• BRIEF
The lines from the top of the listing through the one containing "use std::net::SocketAddr;" are to be retyped exactly, with no other lines.
[MATERIAL FOR THIS TASK — start]
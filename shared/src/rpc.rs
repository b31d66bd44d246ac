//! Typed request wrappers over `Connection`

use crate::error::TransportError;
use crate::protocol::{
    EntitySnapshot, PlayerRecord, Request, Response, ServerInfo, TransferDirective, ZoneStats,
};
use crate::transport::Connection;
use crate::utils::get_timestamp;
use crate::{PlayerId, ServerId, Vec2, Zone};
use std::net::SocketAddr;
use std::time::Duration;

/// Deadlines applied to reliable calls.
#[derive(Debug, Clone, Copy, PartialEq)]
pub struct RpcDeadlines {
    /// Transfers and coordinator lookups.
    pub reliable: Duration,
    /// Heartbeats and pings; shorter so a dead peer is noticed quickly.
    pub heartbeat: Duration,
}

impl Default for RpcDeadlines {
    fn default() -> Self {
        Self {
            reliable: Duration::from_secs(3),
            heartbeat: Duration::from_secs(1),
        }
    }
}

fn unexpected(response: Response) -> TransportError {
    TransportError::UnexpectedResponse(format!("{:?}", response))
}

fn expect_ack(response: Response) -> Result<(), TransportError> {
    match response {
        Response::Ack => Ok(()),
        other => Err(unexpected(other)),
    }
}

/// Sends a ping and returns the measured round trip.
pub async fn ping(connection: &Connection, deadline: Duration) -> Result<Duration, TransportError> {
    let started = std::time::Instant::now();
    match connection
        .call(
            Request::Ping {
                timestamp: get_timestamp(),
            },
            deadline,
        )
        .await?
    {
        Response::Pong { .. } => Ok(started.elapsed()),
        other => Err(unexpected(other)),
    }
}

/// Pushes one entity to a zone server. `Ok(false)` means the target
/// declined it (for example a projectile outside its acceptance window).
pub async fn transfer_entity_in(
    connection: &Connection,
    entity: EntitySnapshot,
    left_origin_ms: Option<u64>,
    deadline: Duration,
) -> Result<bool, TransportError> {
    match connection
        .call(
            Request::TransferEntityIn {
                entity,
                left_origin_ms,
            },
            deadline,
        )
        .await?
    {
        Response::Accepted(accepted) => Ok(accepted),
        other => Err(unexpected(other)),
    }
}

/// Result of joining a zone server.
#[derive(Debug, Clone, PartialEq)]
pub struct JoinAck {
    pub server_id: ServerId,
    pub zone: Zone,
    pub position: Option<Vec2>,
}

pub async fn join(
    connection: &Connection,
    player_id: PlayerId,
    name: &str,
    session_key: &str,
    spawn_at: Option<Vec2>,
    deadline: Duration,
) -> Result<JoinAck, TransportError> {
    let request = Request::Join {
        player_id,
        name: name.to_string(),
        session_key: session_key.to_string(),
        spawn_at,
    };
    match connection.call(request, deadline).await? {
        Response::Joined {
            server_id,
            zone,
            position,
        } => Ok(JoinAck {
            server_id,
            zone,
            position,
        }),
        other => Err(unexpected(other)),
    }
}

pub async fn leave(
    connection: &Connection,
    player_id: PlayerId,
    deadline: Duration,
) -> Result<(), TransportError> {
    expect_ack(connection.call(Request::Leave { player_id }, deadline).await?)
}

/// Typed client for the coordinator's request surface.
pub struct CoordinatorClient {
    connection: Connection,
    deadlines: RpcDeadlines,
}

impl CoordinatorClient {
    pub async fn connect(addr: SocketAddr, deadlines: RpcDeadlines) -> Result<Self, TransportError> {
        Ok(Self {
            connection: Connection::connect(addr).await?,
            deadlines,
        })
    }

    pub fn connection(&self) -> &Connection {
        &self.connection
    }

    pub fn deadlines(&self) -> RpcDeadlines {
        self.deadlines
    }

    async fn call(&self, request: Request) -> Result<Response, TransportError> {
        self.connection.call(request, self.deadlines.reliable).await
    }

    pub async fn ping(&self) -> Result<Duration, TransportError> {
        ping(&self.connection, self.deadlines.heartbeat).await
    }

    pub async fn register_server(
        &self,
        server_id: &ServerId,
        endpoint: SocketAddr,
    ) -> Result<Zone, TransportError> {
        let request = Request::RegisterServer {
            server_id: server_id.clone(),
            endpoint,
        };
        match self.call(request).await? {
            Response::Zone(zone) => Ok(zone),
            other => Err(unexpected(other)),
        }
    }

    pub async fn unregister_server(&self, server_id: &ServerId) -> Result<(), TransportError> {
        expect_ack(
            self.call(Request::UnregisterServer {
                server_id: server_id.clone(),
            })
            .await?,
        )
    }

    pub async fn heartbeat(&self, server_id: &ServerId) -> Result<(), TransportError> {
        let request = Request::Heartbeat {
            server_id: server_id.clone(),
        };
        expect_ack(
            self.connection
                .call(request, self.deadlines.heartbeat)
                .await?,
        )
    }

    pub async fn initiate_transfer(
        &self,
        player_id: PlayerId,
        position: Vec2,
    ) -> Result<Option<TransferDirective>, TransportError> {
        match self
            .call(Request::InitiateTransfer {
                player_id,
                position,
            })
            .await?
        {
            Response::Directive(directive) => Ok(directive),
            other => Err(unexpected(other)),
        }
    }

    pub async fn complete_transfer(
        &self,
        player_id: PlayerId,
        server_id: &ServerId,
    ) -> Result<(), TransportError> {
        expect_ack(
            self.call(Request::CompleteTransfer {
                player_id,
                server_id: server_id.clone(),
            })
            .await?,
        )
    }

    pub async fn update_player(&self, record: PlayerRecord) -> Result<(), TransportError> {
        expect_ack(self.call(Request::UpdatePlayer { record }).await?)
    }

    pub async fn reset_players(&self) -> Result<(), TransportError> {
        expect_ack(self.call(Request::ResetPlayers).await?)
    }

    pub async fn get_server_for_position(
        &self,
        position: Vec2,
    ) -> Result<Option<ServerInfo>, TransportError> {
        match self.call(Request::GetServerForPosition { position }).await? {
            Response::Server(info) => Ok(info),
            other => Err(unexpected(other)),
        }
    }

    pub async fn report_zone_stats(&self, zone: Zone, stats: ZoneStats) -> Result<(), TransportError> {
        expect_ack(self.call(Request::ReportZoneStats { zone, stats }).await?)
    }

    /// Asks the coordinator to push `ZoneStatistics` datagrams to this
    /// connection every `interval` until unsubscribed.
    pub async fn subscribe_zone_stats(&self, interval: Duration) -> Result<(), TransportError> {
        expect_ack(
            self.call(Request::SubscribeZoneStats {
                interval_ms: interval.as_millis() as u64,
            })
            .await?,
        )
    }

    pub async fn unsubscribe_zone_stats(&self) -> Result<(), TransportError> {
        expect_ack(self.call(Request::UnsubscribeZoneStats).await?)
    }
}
[MATERIAL FOR THIS TASK — finish]
• TASK SOLUTION
filename shared/src/rpc.rs
repository b31d66bd44d246ac
//! Typed request wrappers over `Connection`

use crate::error::TransportError;
use crate::protocol::{
    EntitySnapshot, PlayerRecord, Request, Response, ServerInfo, TransferDirective, ZoneStats,
};
use crate::transport::Connection;
use crate::utils::get_timestamp;
use crate::{PlayerId, ServerId, Vec2, Zone};
use std::net::SocketAddr;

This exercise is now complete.